▸ Problem to solve
The word "yellow" appears in some lines of the entries. Say how many, and give nothing but the number.

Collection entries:
_ _ _ _
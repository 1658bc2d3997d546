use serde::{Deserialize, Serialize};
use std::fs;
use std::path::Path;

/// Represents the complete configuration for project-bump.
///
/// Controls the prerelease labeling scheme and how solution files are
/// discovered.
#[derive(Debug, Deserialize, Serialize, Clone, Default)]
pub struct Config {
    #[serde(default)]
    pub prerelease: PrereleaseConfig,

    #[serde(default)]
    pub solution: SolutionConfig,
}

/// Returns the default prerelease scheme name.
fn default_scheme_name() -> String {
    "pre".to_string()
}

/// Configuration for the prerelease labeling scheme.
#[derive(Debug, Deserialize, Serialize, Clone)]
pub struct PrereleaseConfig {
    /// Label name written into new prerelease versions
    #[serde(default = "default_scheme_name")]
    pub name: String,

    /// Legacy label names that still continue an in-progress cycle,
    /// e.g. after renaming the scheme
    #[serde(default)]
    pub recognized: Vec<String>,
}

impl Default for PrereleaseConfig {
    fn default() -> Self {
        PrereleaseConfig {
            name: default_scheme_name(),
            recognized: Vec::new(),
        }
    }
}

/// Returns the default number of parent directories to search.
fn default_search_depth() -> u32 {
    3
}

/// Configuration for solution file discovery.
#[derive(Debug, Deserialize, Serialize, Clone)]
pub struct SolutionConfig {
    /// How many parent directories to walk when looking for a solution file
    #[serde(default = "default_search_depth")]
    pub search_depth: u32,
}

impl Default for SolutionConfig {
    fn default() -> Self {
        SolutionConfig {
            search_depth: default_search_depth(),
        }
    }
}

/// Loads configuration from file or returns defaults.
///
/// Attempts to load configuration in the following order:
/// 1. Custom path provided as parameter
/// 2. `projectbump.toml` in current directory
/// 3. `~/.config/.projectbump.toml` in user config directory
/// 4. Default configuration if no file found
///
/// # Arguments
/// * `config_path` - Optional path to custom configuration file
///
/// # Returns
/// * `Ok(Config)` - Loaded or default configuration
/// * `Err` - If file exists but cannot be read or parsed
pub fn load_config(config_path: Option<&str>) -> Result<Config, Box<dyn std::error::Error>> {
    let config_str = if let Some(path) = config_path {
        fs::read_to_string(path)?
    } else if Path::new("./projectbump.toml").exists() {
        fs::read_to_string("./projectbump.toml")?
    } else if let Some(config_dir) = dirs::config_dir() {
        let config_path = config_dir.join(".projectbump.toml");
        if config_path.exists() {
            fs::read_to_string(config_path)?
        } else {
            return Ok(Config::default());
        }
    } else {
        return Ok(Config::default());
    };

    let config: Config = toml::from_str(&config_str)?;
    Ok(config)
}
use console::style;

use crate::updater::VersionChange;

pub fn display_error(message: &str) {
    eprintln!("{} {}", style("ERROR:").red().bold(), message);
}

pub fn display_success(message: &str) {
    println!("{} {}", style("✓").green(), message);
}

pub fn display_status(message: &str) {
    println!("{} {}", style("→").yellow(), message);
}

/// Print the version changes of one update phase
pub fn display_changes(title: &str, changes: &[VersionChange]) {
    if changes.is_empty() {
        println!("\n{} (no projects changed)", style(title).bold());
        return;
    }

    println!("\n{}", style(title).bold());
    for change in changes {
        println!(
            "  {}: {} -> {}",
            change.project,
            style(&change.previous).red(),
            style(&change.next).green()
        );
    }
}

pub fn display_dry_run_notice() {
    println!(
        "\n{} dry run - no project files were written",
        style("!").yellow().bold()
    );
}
_ _ _ _
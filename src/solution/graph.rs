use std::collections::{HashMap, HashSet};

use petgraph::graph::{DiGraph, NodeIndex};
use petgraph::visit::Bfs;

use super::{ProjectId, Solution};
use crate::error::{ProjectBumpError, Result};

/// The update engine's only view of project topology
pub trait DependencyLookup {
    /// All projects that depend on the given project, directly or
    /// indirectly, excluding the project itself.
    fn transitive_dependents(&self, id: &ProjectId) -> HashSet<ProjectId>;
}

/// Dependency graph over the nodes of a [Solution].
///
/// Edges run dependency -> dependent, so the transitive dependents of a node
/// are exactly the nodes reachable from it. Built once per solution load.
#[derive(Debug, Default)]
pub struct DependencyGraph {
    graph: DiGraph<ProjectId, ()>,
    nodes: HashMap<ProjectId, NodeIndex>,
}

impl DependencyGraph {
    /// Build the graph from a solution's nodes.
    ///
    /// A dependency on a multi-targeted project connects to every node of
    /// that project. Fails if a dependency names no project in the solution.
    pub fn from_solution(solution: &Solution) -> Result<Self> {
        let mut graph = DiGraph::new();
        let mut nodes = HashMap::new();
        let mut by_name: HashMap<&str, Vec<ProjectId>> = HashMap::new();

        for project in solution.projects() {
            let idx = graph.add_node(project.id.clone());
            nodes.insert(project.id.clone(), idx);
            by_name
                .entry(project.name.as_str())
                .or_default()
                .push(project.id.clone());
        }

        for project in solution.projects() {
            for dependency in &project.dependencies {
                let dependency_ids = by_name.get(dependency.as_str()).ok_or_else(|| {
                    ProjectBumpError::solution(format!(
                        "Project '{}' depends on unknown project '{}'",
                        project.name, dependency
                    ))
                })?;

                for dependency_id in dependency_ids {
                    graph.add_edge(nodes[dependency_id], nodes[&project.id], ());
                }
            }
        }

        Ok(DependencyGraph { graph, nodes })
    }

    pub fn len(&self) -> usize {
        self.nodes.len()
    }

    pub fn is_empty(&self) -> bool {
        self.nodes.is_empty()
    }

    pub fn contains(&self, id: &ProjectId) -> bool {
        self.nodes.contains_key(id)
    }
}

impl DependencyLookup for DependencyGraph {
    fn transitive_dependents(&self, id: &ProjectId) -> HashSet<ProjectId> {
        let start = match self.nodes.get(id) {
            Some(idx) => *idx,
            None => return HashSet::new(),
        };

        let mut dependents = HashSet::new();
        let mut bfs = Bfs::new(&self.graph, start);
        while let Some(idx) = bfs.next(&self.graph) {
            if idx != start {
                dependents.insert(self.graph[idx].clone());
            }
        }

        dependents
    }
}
_ _ _ _
▸ Task result
2